只可惜,如今說什麼都晚了,她將自己深鎖後宮,不理塵世,聽聞清遠如今同皇上弓拔弩張,她很想問他,若是當年他就看到了今日,還會不會堅決地站到了卓天的那一邊去。
“是,常聽阿瑪提起太妃,說太妃當年可是離國第一美人呢。”傾顏善意地笑了笑,一副毫無心機的模樣。
“你這小丫頭嘴真甜,過來,給太妃瞧瞧。”蘇太妃招了招手,傾顏依言走到她身側坐下,蘇太妃認真地打量著傾顏,一邊喃喃自語,“真像,若是兒子,恐怕和清遠長得一模一樣。”
透著傾顏,她偏頭細想著,許多年前的那些回憶。
傾顏不經意地瞥了一眼紫衣,見她神情有些發愣,心底浮上了疑惑,難道紫衣認識蘇太妃?
“你們今日過來,是什麼事?”蘇太妃問道,同時看向了若芯。
“打擾太妃休息實在抱歉,但是我們查到曲嬤嬤想要將宮裡的東西偷拿出去賣,所以……”若芯小心地措辭,畢竟眼前這個是先帝的寵妃,而且還是阿瑪的舊識。
“曲嬤嬤?”蘇太妃柳眉微微一掃,立刻有宮人退出去尋人,一盞茶的功夫曲嬤嬤便跪到了殿中。
若芯顯然沒有想到蘇太妃竟然這麼好說話,她原本準備了無數的腹稿竟是一點用處都沒有,她看向了曲嬤嬤,“嬤嬤,你今日出宮為何身上帶著宮裡的珠寶?”
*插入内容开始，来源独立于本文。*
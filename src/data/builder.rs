use log::{debug, info};

use super::coerce::coerce;
use super::model::{CoefficientTable, EmissivityRecord, Record, Shape, WaterVaporRecord};
use super::raw::{RawRow, RawTable};
use super::sanitize::sanitize_key;
use super::shape::detect_shape;
use crate::error::{Result, TableError};

/// Convert pipe-delimited text into a [`CoefficientTable`].
///
/// The header decides the record shape; each data row becomes one record
/// keyed by its sanitized first cell. When two rows share a key the earlier
/// row is kept.
pub fn csv_to_table(text: &str) -> Result<CoefficientTable> {
    let raw = RawTable::parse(text)?;
    build_table(&raw)
}

/// Build the table from already split rows.
pub fn build_table(raw: &RawTable) -> Result<CoefficientTable> {
    let shape = detect_shape(raw.field_columns())?;
    let mut table = CoefficientTable::new(shape);

    for row in &raw.rows {
        let (key, record) = transform_row(row, shape)?;
        if !table.insert_first(key.clone(), record) {
            debug!("line {}: duplicate key '{key}' ignored", row.line);
        }
    }

    info!(
        "built {} table: {} records from {} rows ({} duplicates)",
        shape,
        table.len(),
        raw.rows.len(),
        table.duplicates()
    );
    Ok(table)
}

fn transform_row(row: &RawRow, shape: Shape) -> Result<(String, Record)> {
    let cells = &row.cells;
    let key = sanitize_key(&cells[0]);

    if cells.len() < shape.width() {
        return Err(TableError::ShortRow {
            line: row.line,
            key,
            expected: shape.width(),
            found: cells.len(),
        });
    }

    let record = match shape {
        Shape::Emissivity => Record::Emissivity(EmissivityRecord {
            tirs10: coerce(&cells[1]),
            tirs11: coerce(&cells[2]),
        }),
        Shape::WaterVapor => Record::WaterVapor(WaterVaporRecord {
            subrange: cells[1].clone(),
            b0: coerce(&cells[2]),
            b1: coerce(&cells[3]),
            b2: coerce(&cells[4]),
            b3: coerce(&cells[5]),
            b4: coerce(&cells[6]),
            b5: coerce(&cells[7]),
            b6: coerce(&cells[8]),
            b7: coerce(&cells[9]),
            rmse: coerce(&cells[10]),
        }),
    };
    Ok((key, record))
}
//! Upload command

use anyhow::{Context, Result};
use colored::*;
use portal_client::PortalClient;
use std::path::Path;

use crate::config::Config;

/// Upload a local file through the API
pub async fn upload_file(config: &Config, path: &str, content_type: Option<&str>) -> Result<()> {
    let path = Path::new(path);
    let bytes = tokio::fs::read(path)
        .await
        .with_context(|| format!("Failed to read file: {}", path.display()))?;

    let filename = path
        .file_name()
        .and_then(|name| name.to_str())
        .unwrap_or(portal_core::upload::DEFAULT_FILENAME);
    let content_type = content_type.unwrap_or_else(|| guess_content_type(path));

    let client = PortalClient::new(&config.api_url);
    let uploaded = client
        .upload_bytes(filename, content_type, &bytes)
        .await
        .context("Upload failed")?;

    println!(
        "{} Uploaded {} ({} bytes, {})",
        "✓".green().bold(),
        filename.bold(),
        bytes.len(),
        content_type.dimmed()
    );
    println!("  {}", uploaded.url.cyan());

    Ok(())
}

/// Content type for the media a portal typically carries
fn guess_content_type(path: &Path) -> &'static str {
    let ext = path
        .extension()
        .and_then(|ext| ext.to_str())
        .map(str::to_ascii_lowercase);

    match ext.as_deref() {
        Some("png") => "image/png",
        Some("jpg" | "jpeg") => "image/jpeg",
        Some("gif") => "image/gif",
        Some("webp") => "image/webp",
        Some("svg") => "image/svg+xml",
        Some("mp3") => "audio/mpeg",
        Some("m4a") => "audio/mp4",
        Some("wav") => "audio/wav",
        Some("mp4") => "video/mp4",
        Some("webm") => "video/webm",
        Some("json") => "application/json",
        Some("txt") => "text/plain",
        _ => portal_core::upload::DEFAULT_CONTENT_TYPE,
    }
}
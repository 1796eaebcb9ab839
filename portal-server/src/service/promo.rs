//! Promo code validation

/// Set of accepted promo codes, stored upper-cased
#[derive(Debug, Clone, Default)]
pub struct PromoCodes {
    codes: Vec<String>,
}

impl PromoCodes {
    pub fn new(codes: Vec<String>) -> Self {
        Self {
            codes: codes
                .into_iter()
                .map(|c| c.trim().to_uppercase())
                .filter(|c| !c.is_empty())
                .collect(),
        }
    }

    /// Case-insensitive membership check; a missing or blank code is never valid
    pub fn is_valid(&self, code: Option<&str>) -> bool {
        match code.map(str::trim) {
            Some(code) if !code.is_empty() => {
                let code = code.to_uppercase();
                self.codes.iter().any(|c| *c == code)
            }
            _ => false,
        }
    }

    pub fn len(&self) -> usize {
        self.codes.len()
    }

    pub fn is_empty(&self) -> bool {
        self.codes.is_empty()
    }
}
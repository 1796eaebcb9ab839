//! Promo code command

use anyhow::{Context, Result, bail};
use colored::*;
use portal_client::PortalClient;

use crate::config::Config;

/// Check a promo code; an unknown code exits non-zero
pub async fn check_promo(config: &Config, code: &str) -> Result<()> {
    let client = PortalClient::new(&config.api_url);

    let valid = client
        .validate_promo(code)
        .await
        .context("Failed to validate promo code")?;

    if !valid {
        bail!("Promo code '{}' is not valid", code);
    }

    println!("{} Promo code {} is valid", "✓".green().bold(), code.bold());
    Ok(())
}
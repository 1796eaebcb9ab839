//! Portal identifiers

use rand::Rng;

pub const PORTAL_ID_LEN: usize = 7;

const ALPHABET: &[u8] = b"0123456789abcdefghijklmnopqrstuvwxyz";

/// Generate a short, URL-friendly portal id (7 base-36 characters)
pub fn generate_portal_id() -> String {
    let mut rng = rand::rng();
    (0..PORTAL_ID_LEN)
        .map(|_| ALPHABET[rng.random_range(0..ALPHABET.len())] as char)
        .collect()
}
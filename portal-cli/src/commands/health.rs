use anyhow::{Context, Result};
use colored::*;
use portal_client::PortalClient;

use crate::config::Config;

pub async fn check_health(config: &Config) -> Result<()> {
    let client = PortalClient::new(&config.api_url);

    client
        .health()
        .await
        .with_context(|| format!("Portal API at {} is not healthy", client.base_url()))?;

    println!("{} {}", "✓".green().bold(), format!("{} is up", client.base_url()).bold());
    Ok(())
}
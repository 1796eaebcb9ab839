//! Error types for the portal client

use portal_core::dto::error::ErrorBody;
use thiserror::Error;

/// Result type alias for client operations
pub type Result<T> = std::result::Result<T, ClientError>;

/// Errors that can occur when using the portal client
#[derive(Debug, Error)]
pub enum ClientError {
    /// HTTP request failed
    #[error("HTTP request failed: {0}")]
    RequestFailed(#[from] reqwest::Error),

    /// API returned an error status code
    #[error("API error (status {status}): {message}")]
    ApiError {
        /// HTTP status code
        status: u16,
        /// Error code and details from the API
        message: String,
    },

    /// Failed to parse response
    #[error("Failed to parse response: {0}")]
    ParseError(String),

    /// Invalid request
    #[error("Invalid request: {0}")]
    InvalidRequest(String),
}

impl ClientError {
    /// Create an API error from status code and message
    pub fn api_error(status: u16, message: impl Into<String>) -> Self {
        Self::ApiError {
            status,
            message: message.into(),
        }
    }

    /// Create an API error from a raw response body
    ///
    /// JSON error objects are flattened to `code: details`; anything else is
    /// kept verbatim.
    pub fn from_body(status: u16, body: &str) -> Self {
        let message = match serde_json::from_str::<ErrorBody>(body) {
            Ok(err) => match err.details.or(err.message) {
                Some(extra) => format!("{}: {}", err.error, extra),
                None => err.error,
            },
            Err(_) if body.is_empty() => "Unknown error".to_string(),
            Err(_) => body.to_string(),
        };
        Self::api_error(status, message)
    }

    /// Check if this error is a "not found" error
    pub fn is_not_found(&self) -> bool {
        matches!(self, Self::ApiError { status: 404, .. })
    }

    /// Check if this error is a rejected portal password
    pub fn is_unauthorized(&self) -> bool {
        matches!(self, Self::ApiError { status: 401, .. })
    }

    /// Check if this error is a client error (4xx status)
    pub fn is_client_error(&self) -> bool {
        matches!(self, Self::ApiError { status, .. } if *status >= 400 && *status < 500)
    }

    /// Check if this error is a server error (5xx status)
    pub fn is_server_error(&self) -> bool {
        matches!(self, Self::ApiError { status, .. } if *status >= 500)
    }
}

#[cfg(test)]
mod tests {
    use super::*;

    #[test]
    fn test_from_json_body() {
        let err = ClientError::from_body(500, r#"{"error":"upload_failed","details":"disk full"}"#);
        assert_eq!(
            err.to_string(),
            "API error (status 500): upload_failed: disk full"
        );
        assert!(err.is_server_error());
    }

    #[test]
    fn test_from_plain_body() {
        let err = ClientError::from_body(404, "");
        assert!(err.is_not_found());
        assert!(err.is_client_error());
        assert_eq!(err.to_string(), "API error (status 404): Unknown error");
    }
}
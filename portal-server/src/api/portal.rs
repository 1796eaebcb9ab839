//! Portal API Handlers
//!
//! HTTP endpoints for saving and opening portals.

use axum::{
    Json,
    extract::{Query, State, rejection::JsonRejection},
    http::HeaderMap,
};
use portal_core::dto::error::ErrorBody;
use portal_core::dto::portal::{
    LoadPortalQuery, PASSWORD_HEADER, PortalView, SavePortal, SavedPortal,
};

use crate::AppState;
use crate::api::error::{ApiError, ApiResult};
use crate::db;
use crate::service::portal_service::{self, PortalError};

/// POST /api/portal
/// Create or overwrite a portal
pub async fn save_portal(
    State(state): State<AppState>,
    body: Result<Json<SavePortal>, JsonRejection>,
) -> ApiResult<Json<SavedPortal>> {
    let Json(req) = body?;
    tracing::debug!("Saving portal: {}", req.id.as_deref().unwrap_or("<new>"));

    let saved = portal_service::save_portal(&state.pool, req)
        .await
        .map_err(save_error)?;

    Ok(Json(saved))
}

/// GET /api/portal?id=
/// Open a portal
///
/// The password of a protected portal may be sent in the
/// `x-portal-password` header or the `password` query parameter.
pub async fn load_portal(
    State(state): State<AppState>,
    headers: HeaderMap,
    Query(query): Query<LoadPortalQuery>,
) -> ApiResult<Json<PortalView>> {
    let id = query
        .id
        .as_deref()
        .map(str::trim)
        .filter(|id| !id.is_empty())
        .ok_or_else(|| ApiError::bad_request("missing_id"))?;

    let password = headers
        .get(PASSWORD_HEADER)
        .and_then(|v| v.to_str().ok())
        .filter(|v| !v.is_empty())
        .or(query.password.as_deref());

    tracing::debug!("Loading portal: {}", id);

    let view = portal_service::load_portal(&state.pool, id, password)
        .await
        .map_err(load_error)?;

    Ok(Json(view))
}

fn save_error(e: PortalError) -> ApiError {
    match e {
        PortalError::ValidationError(msg) => {
            ApiError::BadRequest(ErrorBody::new("invalid_data").with_details(msg))
        }
        PortalError::DatabaseError(err) if db::is_missing_table(&err) => {
            tracing::error!("Portals table is missing: {:?}", err);
            ApiError::InternalError(
                ErrorBody::new("table_missing")
                    .with_message("Run `portal db migrate` to create the portals table."),
            )
        }
        PortalError::DatabaseError(err) => ApiError::database("save_failed", err),
        other => ApiError::internal("save_failed", other),
    }
}

fn load_error(e: PortalError) -> ApiError {
    match e {
        PortalError::NotFound(_) => ApiError::not_found("not_found"),
        PortalError::InvalidPassword => ApiError::unauthorized("invalid_password"),
        PortalError::ValidationError(msg) => {
            ApiError::BadRequest(ErrorBody::new("invalid_request").with_details(msg))
        }
        PortalError::AuthError(err) => ApiError::internal("auth_error", err),
        PortalError::HashingFailed(msg) => ApiError::internal("auth_error", msg),
        PortalError::DatabaseError(err) => ApiError::database("load_failed", err),
    }
}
“奴婢……奴婢……”曲嬤嬤是宮裡的老嬤嬤,只見她支吾了片刻,立刻撲到了若芯的腳邊,不住地磕頭求饒,一邊哭訴,“求娘娘贖罪,奴婢的家人病重,奴婢實在沒有辦法,才會想到偷了宮裡的珠寶拿出去變賣……奴婢的娘病得嚴重,奴婢……”
若芯微微一愣,她完全沒有想到會是如今這個局面,她是吃軟不吃硬的人,一個年近五十的老嬤嬤如此哭訴,她都忍不住俯身將她扶起來,她最看不得人如此哀求了。
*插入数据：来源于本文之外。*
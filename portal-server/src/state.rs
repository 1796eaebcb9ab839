//! Shared application state handed to every handler

use sqlx::PgPool;
use std::path::PathBuf;
use std::sync::Arc;

use crate::service::music::MusicService;
use crate::service::promo::PromoCodes;
use crate::storage::Storage;

#[derive(Clone)]
pub struct AppState {
    pub pool: PgPool,
    pub storage: Arc<dyn Storage>,
    pub music: MusicService,
    pub promo_codes: Arc<PromoCodes>,
    /// Largest request body accepted, uploads included
    pub max_body_bytes: usize,
    /// Directory served under `/uploads` when uploads are stored locally
    pub uploads_dir: Option<PathBuf>,
}
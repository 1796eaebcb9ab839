//! Portal Server
//!
//! HTTP API for the celebration portal: portal save/load with optional
//! password protection, file uploads to object storage, a music search proxy
//! and promo code checks. The `db` and `repository` modules are also used
//! directly by the maintenance CLI.

pub mod api;
pub mod config;
pub mod db;
pub mod repository;
pub mod service;
pub mod state;
pub mod storage;

pub use state::AppState;
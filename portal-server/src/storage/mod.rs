//! Object storage for uploads
//!
//! Uploads are written once under a unique key and served from a public URL.

mod local;
mod supabase;

pub use local::{LocalStorage, UPLOADS_ROUTE};
pub use supabase::SupabaseStorage;

use async_trait::async_trait;
use std::sync::Arc;
use thiserror::Error;

use crate::config::StorageConfig;

#[derive(Debug, Error)]
pub enum StorageError {
    #[error("bucket '{0}' not found")]
    BucketMissing(String),

    #[error("object '{0}' already exists")]
    AlreadyExists(String),

    #[error("storage rejected upload (status {status}): {message}")]
    Rejected { status: u16, message: String },

    #[error("storage request failed: {0}")]
    Request(#[from] reqwest::Error),

    #[error("storage I/O failed: {0}")]
    Io(#[from] std::io::Error),

    #[error("invalid object key: {0}")]
    InvalidKey(String),

    #[error("invalid storage URL: {0}")]
    InvalidUrl(String),
}

#[async_trait]
pub trait Storage: Send + Sync {
    /// Store bytes under `key`, failing if the key is taken
    async fn put(&self, key: &str, bytes: Vec<u8>, content_type: &str) -> Result<(), StorageError>;

    /// Public URL an object stored under `key` is reachable at
    fn public_url(&self, key: &str) -> Result<String, StorageError>;
}

/// Build the storage backend selected by configuration
pub async fn from_config(
    config: &StorageConfig,
    client: reqwest::Client,
) -> Result<Arc<dyn Storage>, StorageError> {
    let storage: Arc<dyn Storage> = match config {
        StorageConfig::Supabase { url, key, bucket } => Arc::new(SupabaseStorage::new(
            client,
            url.clone(),
            key.clone(),
            bucket.clone(),
        )),
        StorageConfig::Local {
            dir,
            public_base_url,
        } => Arc::new(LocalStorage::new(dir.clone(), public_base_url.clone()).await?),
    };
    Ok(storage)
}

/// Append path segments to a base URL, percent-encoding each one
fn join_url(base: &str, segments: &[&str]) -> Result<reqwest::Url, StorageError> {
    let mut url =
        reqwest::Url::parse(base).map_err(|e| StorageError::InvalidUrl(format!("{}: {}", base, e)))?;
    url.path_segments_mut()
        .map_err(|_| StorageError::InvalidUrl(base.to_string()))?
        .pop_if_empty()
        .extend(segments);
    Ok(url)
}

/// Reject keys that could escape the bucket or directory
fn check_key(key: &str) -> Result<(), StorageError> {
    if key.is_empty() || key.contains('/') || key.contains('\\') || key == "." || key == ".." {
        return Err(StorageError::InvalidKey(key.to_string()));
    }
    Ok(())
}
“娘娘仁慈,求娘娘大發慈悲,奴婢全家人都指望著奴婢在宮裡的這份薄祿,若是奴婢獲罪,那奴婢那一家人就要露宿街頭了,還有奴婢的娘,也定然無藥而醫。求娘娘大發慈悲,奴婢來世做牛做馬,也會報答娘娘的大恩大德的。”見到若芯如此神情,曲嬤嬤更是用力地磕頭,沒幾下額際便是血紅一片。
“曲嬤嬤……”若芯忍不住蹙眉,她確實沒有考慮過,有些宮人興許也是無路可走,而她想的卻只是證明給皇上看。
她,是不是做錯了?
“若芯。”傾顏高聲一呼,若芯如夢初醒,怔怔地望著眼前的曲嬤嬤。
傾顏走了下來,站到了曲嬤嬤的面前,居高臨下地說道,“曲嬤嬤,你既知這是錯,卻依然犯下,那你是知法犯法,罪加一等,芯妃娘娘仁慈,你們這群人不該利用娘娘的仁慈。對就是對,錯就是錯,就算你有再多再大的理由,也依然彌補不了你所犯的大錯,若今日,娘娘沒有將你正法,那麼日後又如何服眾?”
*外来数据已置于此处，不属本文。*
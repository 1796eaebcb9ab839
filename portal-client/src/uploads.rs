//! Upload endpoint

use base64::Engine;
use base64::engine::general_purpose::STANDARD;

use crate::PortalClient;
use crate::error::{ClientError, Result};
use portal_core::dto::upload::{UploadRequest, UploadResponse};

impl PortalClient {
    /// Upload a base64 payload (raw or data URL)
    pub async fn upload(&self, req: UploadRequest) -> Result<UploadResponse> {
        if req.data.as_deref().is_none_or(str::is_empty) {
            return Err(ClientError::InvalidRequest(
                "upload data must not be empty".to_string(),
            ));
        }

        let url = format!("{}/api/upload", self.base_url);
        let response = self.client.post(&url).json(&req).send().await?;

        self.handle_response(response).await
    }

    /// Upload raw bytes, encoding them as a data URL
    ///
    /// # Returns
    /// The public URL of the stored file
    pub async fn upload_bytes(
        &self,
        filename: &str,
        content_type: &str,
        bytes: &[u8],
    ) -> Result<UploadResponse> {
        tracing::debug!("Uploading {} ({} bytes)", filename, bytes.len());

        self.upload(UploadRequest {
            filename: Some(filename.to_string()),
            data: Some(data_url(content_type, bytes)),
        })
        .await
    }
}

/// Encode bytes as `data:<type>;base64,<payload>`
pub fn data_url(content_type: &str, bytes: &[u8]) -> String {
    format!("data:{};base64,{}", content_type, STANDARD.encode(bytes))
}
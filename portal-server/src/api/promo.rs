//! Promo API Handler

use axum::{
    Json,
    extract::{State, rejection::JsonRejection},
    http::StatusCode,
};
use portal_core::dto::promo::{PromoRequest, PromoResponse};

use crate::AppState;
use crate::api::error::ApiResult;

/// POST /api/validate-promo
/// Check a promo code; invalid codes answer 400 with `{"valid": false}`
pub async fn validate_promo(
    State(state): State<AppState>,
    body: Result<Json<PromoRequest>, JsonRejection>,
) -> ApiResult<(StatusCode, Json<PromoResponse>)> {
    let Json(req) = body?;

    let valid = state.promo_codes.is_valid(req.code.as_deref());
    tracing::debug!("Promo code checked (valid: {})", valid);

    let status = if valid {
        StatusCode::OK
    } else {
        StatusCode::BAD_REQUEST
    };
    Ok((status, Json(PromoResponse { valid })))
}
她的話,並不是告訴曲嬤嬤,而是告訴若芯,她如果在這裡心軟,那麼,日後她將如何服眾。既然已經站到了這個位置,她就不該是那麼容易心軟的人。
“太妃娘娘仁慈,一定會照顧你的家人,你孃的病情,芯妃娘娘也會派人去照料。如今,你就安心領罪吧。”傾顏話說完,便看向了若芯,眼中的意思很是明顯,就看她能不能硬下心腸來秉公辦理。
若芯抿了抿脣,過了一會兒才抬頭望向了蘇太妃,“太妃娘娘,那麼我們就把人帶走了,打擾之處,還請娘娘見諒。”
“恩,你們去吧。”蘇太妃的目光,沒有離開過傾顏。她,真的像極了年輕時候的清遠,所謂的對就是對,錯就是錯,果然,是他的女兒啊。
“來人,曲嬤嬤偷盜宮中物件,視皇家威嚴於無物,將曲嬤嬤帶去清巡門,念在其為皇家奉獻一生的份上,從輕處罰,杖責五十,即刻執行。”若芯說這話的時候,沒有看一眼曲嬤嬤,興許是怕自己反悔,又興許,是擔心自己讓傾顏失望。
若芯還是輕罰了,傾顏嘆了一口氣,也許有些事,逼迫也是無用的。
曲嬤嬤被拖了出去,若芯和傾顏便福身離開,而那蘇太妃的目光,卻是始終沒有離開過傾顏,而紫衣的視線,卻一直定在那蘇太妃的身上。